[Items listed in a dataset]

- - - - -

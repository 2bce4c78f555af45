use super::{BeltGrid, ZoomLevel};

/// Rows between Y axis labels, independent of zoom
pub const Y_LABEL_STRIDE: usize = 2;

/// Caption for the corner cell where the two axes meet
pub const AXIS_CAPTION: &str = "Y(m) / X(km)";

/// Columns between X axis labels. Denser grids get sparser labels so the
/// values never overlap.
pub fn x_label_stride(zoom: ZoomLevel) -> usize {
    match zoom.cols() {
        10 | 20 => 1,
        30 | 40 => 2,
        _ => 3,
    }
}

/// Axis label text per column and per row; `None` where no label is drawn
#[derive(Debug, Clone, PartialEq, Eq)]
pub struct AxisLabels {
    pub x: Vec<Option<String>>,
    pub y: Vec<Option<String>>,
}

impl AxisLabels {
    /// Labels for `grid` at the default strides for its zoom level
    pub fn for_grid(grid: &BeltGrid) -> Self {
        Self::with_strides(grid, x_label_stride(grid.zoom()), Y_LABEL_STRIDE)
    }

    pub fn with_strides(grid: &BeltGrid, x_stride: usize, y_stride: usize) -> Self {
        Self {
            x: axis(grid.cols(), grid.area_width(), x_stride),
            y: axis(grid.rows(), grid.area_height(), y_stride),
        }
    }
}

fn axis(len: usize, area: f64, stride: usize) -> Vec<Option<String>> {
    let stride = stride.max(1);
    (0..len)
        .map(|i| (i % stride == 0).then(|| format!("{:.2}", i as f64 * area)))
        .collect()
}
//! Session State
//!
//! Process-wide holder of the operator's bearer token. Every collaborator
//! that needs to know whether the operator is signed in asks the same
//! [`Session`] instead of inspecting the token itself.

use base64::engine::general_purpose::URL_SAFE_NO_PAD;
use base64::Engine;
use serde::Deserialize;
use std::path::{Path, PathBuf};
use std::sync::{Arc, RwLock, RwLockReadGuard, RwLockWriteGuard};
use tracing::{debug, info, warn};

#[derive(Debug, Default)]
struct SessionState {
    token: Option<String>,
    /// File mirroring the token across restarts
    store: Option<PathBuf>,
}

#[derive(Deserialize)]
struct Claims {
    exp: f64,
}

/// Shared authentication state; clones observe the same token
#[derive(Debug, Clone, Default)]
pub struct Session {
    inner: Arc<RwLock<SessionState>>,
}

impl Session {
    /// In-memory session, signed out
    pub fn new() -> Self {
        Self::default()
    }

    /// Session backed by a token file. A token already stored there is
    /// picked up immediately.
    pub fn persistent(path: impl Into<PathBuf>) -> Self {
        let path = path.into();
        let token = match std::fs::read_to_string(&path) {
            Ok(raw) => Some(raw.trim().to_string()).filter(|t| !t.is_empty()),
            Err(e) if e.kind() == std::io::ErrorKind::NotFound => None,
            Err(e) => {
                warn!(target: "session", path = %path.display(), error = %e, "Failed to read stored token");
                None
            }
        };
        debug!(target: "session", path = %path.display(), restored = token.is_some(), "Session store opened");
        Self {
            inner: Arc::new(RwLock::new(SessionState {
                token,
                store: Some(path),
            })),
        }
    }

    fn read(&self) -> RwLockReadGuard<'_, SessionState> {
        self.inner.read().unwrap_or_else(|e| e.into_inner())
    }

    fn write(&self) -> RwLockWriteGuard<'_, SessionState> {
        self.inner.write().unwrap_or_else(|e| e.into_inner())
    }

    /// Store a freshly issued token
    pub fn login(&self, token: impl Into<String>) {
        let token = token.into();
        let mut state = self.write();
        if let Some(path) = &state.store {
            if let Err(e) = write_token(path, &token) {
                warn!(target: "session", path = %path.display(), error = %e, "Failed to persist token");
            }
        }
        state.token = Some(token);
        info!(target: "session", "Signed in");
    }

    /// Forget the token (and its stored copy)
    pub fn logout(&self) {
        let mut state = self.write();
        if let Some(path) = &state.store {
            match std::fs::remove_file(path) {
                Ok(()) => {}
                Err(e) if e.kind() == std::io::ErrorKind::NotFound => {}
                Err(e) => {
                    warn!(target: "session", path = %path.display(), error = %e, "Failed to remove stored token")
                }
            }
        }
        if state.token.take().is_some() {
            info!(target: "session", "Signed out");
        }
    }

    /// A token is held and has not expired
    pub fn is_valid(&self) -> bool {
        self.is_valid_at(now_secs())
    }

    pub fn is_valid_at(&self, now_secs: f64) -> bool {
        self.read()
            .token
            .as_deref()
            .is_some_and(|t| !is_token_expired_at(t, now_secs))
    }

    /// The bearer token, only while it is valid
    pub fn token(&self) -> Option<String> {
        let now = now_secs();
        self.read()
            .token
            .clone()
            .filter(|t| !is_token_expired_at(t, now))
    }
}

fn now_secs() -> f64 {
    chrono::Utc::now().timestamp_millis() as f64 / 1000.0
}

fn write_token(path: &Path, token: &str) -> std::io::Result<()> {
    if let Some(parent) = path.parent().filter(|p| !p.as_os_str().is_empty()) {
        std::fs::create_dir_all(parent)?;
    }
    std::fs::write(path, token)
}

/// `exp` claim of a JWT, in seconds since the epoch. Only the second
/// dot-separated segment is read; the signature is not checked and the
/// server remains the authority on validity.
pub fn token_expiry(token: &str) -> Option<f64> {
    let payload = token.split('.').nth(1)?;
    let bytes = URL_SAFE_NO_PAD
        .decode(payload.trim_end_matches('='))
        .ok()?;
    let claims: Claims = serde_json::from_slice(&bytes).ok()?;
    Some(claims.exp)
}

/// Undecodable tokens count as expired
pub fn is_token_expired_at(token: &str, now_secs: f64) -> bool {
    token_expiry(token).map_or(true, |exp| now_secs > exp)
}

- - - - -

Retype only the lines above between the line with "pub const Y_LABEL_STRIDE: usize = 2;" and the line with "#[derive(Debug, Clone, Default)]", counting those two lines as well, and keep every character as it is.

pub const Y_LABEL_STRIDE: usize = 2;

/// Caption for the corner cell where the two axes meet
pub const AXIS_CAPTION: &str = "Y(m) / X(km)";

/// Columns between X axis labels. Denser grids get sparser labels so the
/// values never overlap.
pub fn x_label_stride(zoom: ZoomLevel) -> usize {
    match zoom.cols() {
        10 | 20 => 1,
        30 | 40 => 2,
        _ => 3,
    }
}

/// Axis label text per column and per row; `None` where no label is drawn
#[derive(Debug, Clone, PartialEq, Eq)]
pub struct AxisLabels {
    pub x: Vec<Option<String>>,
    pub y: Vec<Option<String>>,
}

impl AxisLabels {
    /// Labels for `grid` at the default strides for its zoom level
    pub fn for_grid(grid: &BeltGrid) -> Self {
        Self::with_strides(grid, x_label_stride(grid.zoom()), Y_LABEL_STRIDE)
    }

    pub fn with_strides(grid: &BeltGrid, x_stride: usize, y_stride: usize) -> Self {
        Self {
            x: axis(grid.cols(), grid.area_width(), x_stride),
            y: axis(grid.rows(), grid.area_height(), y_stride),
        }
    }
}

fn axis(len: usize, area: f64, stride: usize) -> Vec<Option<String>> {
    let stride = stride.max(1);
    (0..len)
        .map(|i| (i % stride == 0).then(|| format!("{:.2}", i as f64 * area)))
        .collect()
}
//! Session State
//!
//! Process-wide holder of the operator's bearer token. Every collaborator
//! that needs to know whether the operator is signed in asks the same
//! [`Session`] instead of inspecting the token itself.

use base64::engine::general_purpose::URL_SAFE_NO_PAD;
use base64::Engine;
use serde::Deserialize;
use std::path::{Path, PathBuf};
use std::sync::{Arc, RwLock, RwLockReadGuard, RwLockWriteGuard};
use tracing::{debug, info, warn};

#[derive(Debug, Default)]
struct SessionState {
    token: Option<String>,
    /// File mirroring the token across restarts
    store: Option<PathBuf>,
}

#[derive(Deserialize)]
struct Claims {
    exp: f64,
}

/// Shared authentication state; clones observe the same token
#[derive(Debug, Clone, Default)]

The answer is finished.